__DIRECTIONS FOR THIS TASK__
Please restate, word for word, the lines below that begin at the one with "camera: &PerspectiveCamera) -> FrameUniforms" and end at the one with "meshes.sort_by(|a, b| distance(*b).total_cmp(&distance(*a)));". Leave out all other lines.

__THE RECORDS__
impl WgpuBackend {
    /// Selects an adapter (falling back to a software one once), creates the
    /// device, configures `surface` and builds both pipelines.
    pub async fn new(
        instance: &wgpu::Instance,
        surface: wgpu::Surface<'static>,
        width: u32,
        height: u32,
        overlay_opacity: f32,
    ) -> Result<Self, SkylineError> {
        let adapter = Self::create_adapter(instance, &surface).await?;
        let (device, queue) = Self::create_device(&adapter).await?;
        let surface_config = Self::create_surface_config(&surface, &adapter, width, height)?;

        surface.configure(&device, &surface_config);

        let shader = device.create_shader_module(wgpu::ShaderModuleDescriptor {
            label: Some("Skyline Shader"),
            source: wgpu::ShaderSource::Wgsl(include_str!("shaders/skyline.wgsl").into()),
        });

        let frame_buffer = FrameUniforms::default().create_buffer(&device);
        let frame_layout = BindGroupLayoutBuilder::new(&device)
            .with_label("Frame Uniforms Layout")
            .with_uniform_buffer(0, wgpu::ShaderStages::VERTEX_FRAGMENT)
            .build();
        let frame_bind_group = device.create_bind_group(&wgpu::BindGroupDescriptor {
            label: Some("Frame Uniforms Bind Group"),
            layout: &frame_layout,
            entries: &[wgpu::BindGroupEntry {
                binding: 0,
                resource: frame_buffer.as_entire_binding(),
            }],
        });

        let draw_size = std::mem::size_of::<DrawUniforms>() as wgpu::BufferAddress;
        let draw_layout = BindGroupLayoutBuilder::new(&device)
            .with_label("Draw Uniforms Layout")
            .with_dynamic_uniform_buffer(0, wgpu::ShaderStages::VERTEX_FRAGMENT, draw_size)
            .build();
        let draw_stride =
            DrawUniforms::stride(device.limits().min_uniform_buffer_offset_alignment);
        let draw_buffer = Self::create_draw_buffer(&device, draw_stride, INITIAL_DRAW_SLOTS);
        let draw_bind_group = Self::create_draw_bind_group(&device, &draw_layout, &draw_buffer);

        let depth_stencil = |depth_write_enabled, depth_compare| wgpu::DepthStencilState {
            format: DEPTH_FORMAT,
            depth_write_enabled,
            depth_compare,
            stencil: wgpu::StencilState::default(),
            bias: wgpu::DepthBiasState::default(),
        };

        let mesh_pipeline = PipelineBuilder::new(&device, surface_config.format, &shader)
            .with_label("Building Mesh Pipeline")
            .with_vertex_buffer(Vertex::desc())
            .with_bind_group_layout(&frame_layout)
            .with_bind_group_layout(&draw_layout)
            .with_blend_state(wgpu::BlendState::PREMULTIPLIED_ALPHA_BLENDING)
            .with_depth_stencil(depth_stencil(true, wgpu::CompareFunction::Less))
            .build();

        let line_pipeline = PipelineBuilder::new(&device, surface_config.format, &shader)
            .with_label("Building Edge Pipeline")
            .with_fragment_entry("fs_line")
            .with_vertex_buffer(Vertex::desc())
            .with_bind_group_layout(&frame_layout)
            .with_bind_group_layout(&draw_layout)
            .with_blend_state(wgpu::BlendState::PREMULTIPLIED_ALPHA_BLENDING)
            .with_topology(wgpu::PrimitiveTopology::LineList)
            .with_no_culling()
            // Edges sit exactly on the box faces
            .with_depth_stencil(depth_stencil(false, wgpu::CompareFunction::LessEqual))
            .build();

        Ok(Self {
            surface,
            surface_config,
            device,
            queue,
            mesh_pipeline,
            line_pipeline,
            frame_buffer,
            frame_bind_group,
            draw_layout,
            draw_buffer,
            draw_bind_group,
            draw_capacity: INITIAL_DRAW_SLOTS,
            draw_stride,
            depth_texture: None,
            ids: IdAllocator::default(),
            geometries: HashMap::new(),
            materials: HashMap::new(),
            overlay_opacity,
            disposed: false,
        })
    }

    // Private helper methods

    async fn create_adapter(
        instance: &wgpu::Instance,
        surface: &wgpu::Surface<'static>,
    ) -> Result<wgpu::Adapter, SkylineError> {
        let adapter = match instance
            .request_adapter(&wgpu::RequestAdapterOptions {
                power_preference: wgpu::PowerPreference::default(),
                force_fallback_adapter: false,
                compatible_surface: Some(surface),
            })
            .await
        {
            Some(adapter) => adapter,
            None => {
                tracing::warn!("No hardware adapter found, requesting software fallback");
                instance
                    .request_adapter(&wgpu::RequestAdapterOptions {
                        power_preference: wgpu::PowerPreference::default(),
                        force_fallback_adapter: true,
                        compatible_surface: Some(surface),
                    })
                    .await
                    .ok_or(SkylineError::RendererUnavailable)?
            }
        };

        let info = adapter.get_info();
        tracing::info!(
            "Using graphics adapter: {} ({:?}, {:?})",
            info.name,
            info.backend,
            info.device_type
        );
        Ok(adapter)
    }

    async fn create_device(
        adapter: &wgpu::Adapter,
    ) -> Result<(wgpu::Device, wgpu::Queue), SkylineError> {
        let device = adapter
            .request_device(
                &wgpu::DeviceDescriptor {
                    label: Some("Skyline Device"),
                    required_features: wgpu::Features::empty(),
                    required_limits: wgpu::Limits::downlevel_webgl2_defaults()
                        .using_resolution(adapter.limits()),
                    memory_hints: Default::default(),
                },
                None,
            )
            .await?;
        Ok(device)
    }

    fn create_surface_config(
        surface: &wgpu::Surface<'static>,
        adapter: &wgpu::Adapter,
        width: u32,
        height: u32,
    ) -> Result<wgpu::SurfaceConfiguration, SkylineError> {
        let capabilities = surface.get_capabilities(adapter);
        let format = capabilities
            .formats
            .iter()
            .copied()
            .find(wgpu::TextureFormat::is_srgb)
            .or_else(|| capabilities.formats.first().copied())
            .ok_or(SkylineError::UnsupportedSurface)?;

        // The overlay needs a compositor that honours alpha
        let alpha_mode = [
            wgpu::CompositeAlphaMode::PreMultiplied,
            wgpu::CompositeAlphaMode::PostMultiplied,
        ]
        .into_iter()
        .find(|mode| capabilities.alpha_modes.contains(mode))
        .unwrap_or_else(|| {
            tracing::warn!("Surface does not support alpha compositing; overlay will be opaque");
            capabilities
                .alpha_modes
                .first()
                .copied()
                .unwrap_or(wgpu::CompositeAlphaMode::Auto)
        });

        Ok(wgpu::SurfaceConfiguration {
            usage: wgpu::TextureUsages::RENDER_ATTACHMENT,
            format,
            width: width.max(1),
            height: height.max(1),
            present_mode: wgpu::PresentMode::AutoVsync,
            desired_maximum_frame_latency: 2,
            alpha_mode,
            view_formats: vec![],
        })
    }

    fn create_draw_buffer(
        device: &wgpu::Device,
        stride: wgpu::BufferAddress,
        slots: usize,
    ) -> wgpu::Buffer {
        device.create_buffer(&wgpu::BufferDescriptor {
            label: Some("Draw Uniform Buffer"),
            size: stride * slots as wgpu::BufferAddress,
            usage: wgpu::BufferUsages::UNIFORM | wgpu::BufferUsages::COPY_DST,
            mapped_at_creation: false,
        })
    }

    fn create_draw_bind_group(
        device: &wgpu::Device,
        layout: &wgpu::BindGroupLayout,
        buffer: &wgpu::Buffer,
    ) -> wgpu::BindGroup {
        device.create_bind_group(&wgpu::BindGroupDescriptor {
            label: Some("Draw Uniforms Bind Group"),
            layout,
            entries: &[wgpu::BindGroupEntry {
                binding: 0,
                resource: wgpu::BindingResource::Buffer(wgpu::BufferBinding {
                    buffer,
                    offset: 0,
                    size: wgpu::BufferSize::new(
                        std::mem::size_of::<DrawUniforms>() as wgpu::BufferAddress
                    ),
                }),
            }],
        })
    }

    /// Grows the draw uniform buffer so it holds at least `draws` slots.
    fn ensure_draw_capacity(&mut self, draws: usize) {
        if draws <= self.draw_capacity {
            return;
        }
        let capacity = draws.next_power_of_two();
        tracing::debug!(
            "Growing draw uniform buffer from {} to {} slots",
            self.draw_capacity,
            capacity
        );
        self.draw_buffer.destroy();
        self.draw_buffer = Self::create_draw_buffer(&self.device, self.draw_stride, capacity);
        self.draw_bind_group =
            Self::create_draw_bind_group(&self.device, &self.draw_layout, &self.draw_buffer);
        self.draw_capacity = capacity;
    }

    /// Returns a view of a depth texture matching the surface, recreating it
    /// if the size changed.
    fn update_depth_texture(&mut self) -> wgpu::TextureView {
        let (width, height) = (self.surface_config.width, self.surface_config.height);
        let texture = match self.depth_texture.take() {
            Some(texture) if texture.width() == width && texture.height() == height => texture,
            stale => {
                if let Some(old) = stale {
                    old.destroy();
                }
                self.device.create_texture(&wgpu::TextureDescriptor {
                    label: Some("Depth Texture"),
                    size: wgpu::Extent3d {
                        width,
                        height,
                        depth_or_array_layers: 1,
                    },
                    mip_level_count: 1,
                    sample_count: 1,
                    dimension: wgpu::TextureDimension::D2,
                    format: DEPTH_FORMAT,
                    usage: wgpu::TextureUsages::RENDER_ATTACHMENT,
                    view_formats: &[],
                })
            }
        };

        let view = texture.create_view(&wgpu::TextureViewDescriptor::default());
        self.depth_texture = Some(texture);
        view
    }

    /// Acquires the next surface texture, or `None` if this frame should be
    /// skipped.
    fn acquire_surface_texture(&mut self) -> Option<wgpu::SurfaceTexture> {
        match self.surface.get_current_texture() {
            Ok(texture) => Some(texture),
            Err(wgpu::SurfaceError::Lost | wgpu::SurfaceError::Outdated) => {
                tracing::warn!("Surface lost or outdated, reconfiguring");
                self.surface.configure(&self.device, &self.surface_config);
                None
            }
            Err(wgpu::SurfaceError::OutOfMemory) => {
                tracing::error!("GPU out of memory while acquiring surface texture");
                None
            }
            Err(e) => {
                tracing::warn!("Surface error: {:?}", e);
                None
            }
        }
    }

    fn frame_uniforms(&self, scene: &Scene, camera: &PerspectiveCamera) -> FrameUniforms {
        let light_direction = scene.directional.direction();
        FrameUniforms {
            view_proj: camera.view_projection().into(),
            camera_position: [
                camera.position.x(),
                camera.position.y(),
                camera.position.z(),
                1.0,
            ],
            ambient: scene.ambient.color.scaled(scene.ambient.intensity),
            light_direction: [
                light_direction.x(),
                light_direction.y(),
                light_direction.z(),
                0.0,
            ],
            light_color: scene.directional.color.scaled(scene.directional.intensity),
            overlay: [self.overlay_opacity, 0.0, 0.0, 0.0],
        }
    }

    /// Box draws sorted back to front, followed by the edge draws.
    ///
    /// Returns the draws and the number of box draws at the front of the list.
    fn collect_draws(&self, scene: &Scene, camera: &PerspectiveCamera) -> (Vec<DrawCall>, usize) {
        let mut meshes: Vec<&Mesh> = scene.meshes.iter().collect();
        let distance = |mesh: &Mesh| (mesh.transform.position - camera.position).length();
        meshes.sort_by(|a, b| distance(*b).total_cmp(&distance(*a)));

        let mut draws = Vec::with_capacity(meshes.len() * 2);
        for mesh in &meshes {
            if let Some(Material::Phong(material)) = self.materials.get(&mesh.material) {
                draws.push(DrawCall {
                    geometry: mesh.geometry,
                    uniforms: DrawUniforms {
                        model: mesh.transform.model_matrix().into(),
                        color: material.color.with_alpha(material.effective_opacity()),
                        emissive: material.emissive.with_alpha(1.0),
                    },
                });
            }
        }
        let box_draws = draws.len();

        for mesh in &meshes {
            if let Some(Material::Line(material)) = self.materials.get(&mesh.edges.material) {
                draws.push(DrawCall {
                    geometry: mesh.edges.geometry,
                    uniforms: DrawUniforms {
                        model: mesh.transform.model_matrix().into(),
                        color: material.color.with_alpha(1.0),
                        emissive: [0.0; 4],
                    },
                });
            }
        }

        (draws, box_draws)
    }

    fn upload_geometry(&mut self, label: &str, vertices: &[Vertex]) -> GeometryId {
        let id = self.ids.geometry();
        if !self.disposed {
            let buffer = self
                .device
                .create_buffer_init(&wgpu::util::BufferInitDescriptor {
                    label: Some(label),
                    contents: bytemuck::cast_slice(vertices),
                    usage: wgpu::BufferUsages::VERTEX,
                });
            self.geometries.insert(
                id,
                GpuGeometry {
                    buffer,
                    vertex_count: vertices.len() as u32,
                },
            );
        }
        id
    }
}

__SOLVED PROBLEM__
    fn frame_uniforms(&self, scene: &Scene, camera: &PerspectiveCamera) -> FrameUniforms {
        let light_direction = scene.directional.direction();
        FrameUniforms {
            view_proj: camera.view_projection().into(),
            camera_position: [
                camera.position.x(),
                camera.position.y(),
                camera.position.z(),
                1.0,
            ],
            ambient: scene.ambient.color.scaled(scene.ambient.intensity),
            light_direction: [
                light_direction.x(),
                light_direction.y(),
                light_direction.z(),
                0.0,
            ],
            light_color: scene.directional.color.scaled(scene.directional.intensity),
            overlay: [self.overlay_opacity, 0.0, 0.0, 0.0],
        }
    }

    /// Box draws sorted back to front, followed by the edge draws.
    ///
    /// Returns the draws and the number of box draws at the front of the list.
    fn collect_draws(&self, scene: &Scene, camera: &PerspectiveCamera) -> (Vec<DrawCall>, usize) {
        let mut meshes: Vec<&Mesh> = scene.meshes.iter().collect();
        let distance = |mesh: &Mesh| (mesh.transform.position - camera.position).length();
        meshes.sort_by(|a, b| distance(*b).total_cmp(&distance(*a)));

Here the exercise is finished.